(Dataset excerpts)
use actix_web::{dev::Payload, Error, FromRequest, HttpRequest};
use actix_web_httpauth::extractors::bearer::BearerAuth;
use jsonwebtoken::{decode, encode, Algorithm, DecodingKey, EncodingKey, Header, Validation};
use serde::{Deserialize, Serialize};
use std::env;
use std::future::{ready, Ready};

use crate::models::Id;

#[derive(Debug, Clone, Serialize, Deserialize, PartialEq, Eq, utoipa::ToSchema)]
#[serde(rename_all = "lowercase")]
pub enum Role {
    User,
    Admin,
}

#[derive(Debug, Clone, Serialize, Deserialize)]
pub struct Claims {
    pub sub: String,
    pub uid: Id,
    pub exp: usize,
    pub roles: Vec<Role>,
}

impl Claims {
    pub fn is_admin(&self) -> bool {
        self.roles.iter().any(|r| matches!(r, Role::Admin))
    }
}

/// Validate a JWT and return its claims.
fn decode_jwt(token: &str) -> Result<Claims, jsonwebtoken::errors::Error> {
    let secret = env::var("JWT_SECRET").expect("JWT_SECRET not set");
    let mut validation = Validation::new(Algorithm::HS256);
    validation.validate_exp = true;
    let data = decode::<Claims>(
        token,
        &DecodingKey::from_secret(secret.as_bytes()),
        &validation,
    )?;
    Ok(data.claims)
}

/// Extractor yielding validated `Claims`. This is the session gate: every
/// handler taking an `Auth` argument rejects anonymous callers with 401
/// before its body runs.
pub struct Auth(pub Claims);

impl FromRequest for Auth {
    type Error = Error;
    type Future = Ready<Result<Self, Error>>;

    fn from_request(req: &HttpRequest, pl: &mut Payload) -> Self::Future {
        // Delegate to BearerAuth to parse the header.
        if let Ok(bearer) = BearerAuth::from_request(req, pl).into_inner() {
            match decode_jwt(bearer.token()) {
                Ok(claims) => return ready(Ok(Auth(claims))),
                Err(_) => return ready(Err(actix_web::error::ErrorUnauthorized("Invalid JWT"))),
            }
        }
        ready(Err(actix_web::error::ErrorUnauthorized(
            "Authorization required",
        )))
    }
}

/// Create a JWT for a user.
pub fn create_jwt(
    user_id: Id,
    username: &str,
    roles: Vec<Role>,
) -> Result<String, jsonwebtoken::errors::Error> {
    let secret = env::var("JWT_SECRET").expect("JWT_SECRET not set");
    let expiration = chrono::Utc::now()
        .checked_add_signed(chrono::Duration::hours(24))
        .expect("valid timestamp")
        .timestamp() as usize;

    let claims = Claims {
        sub: username.to_string(),
        uid: user_id,
        exp: expiration,
        roles,
    };

    encode(
        &Header::default(),
        &claims,
        &EncodingKey::from_secret(secret.as_bytes()),
    )
}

▶ EXERCISE DIRECTIONS: Scan the entries for lines holding the string "impl", then copy every one of them.

▶ ANSWER BOX:
impl Claims {
impl FromRequest for Auth {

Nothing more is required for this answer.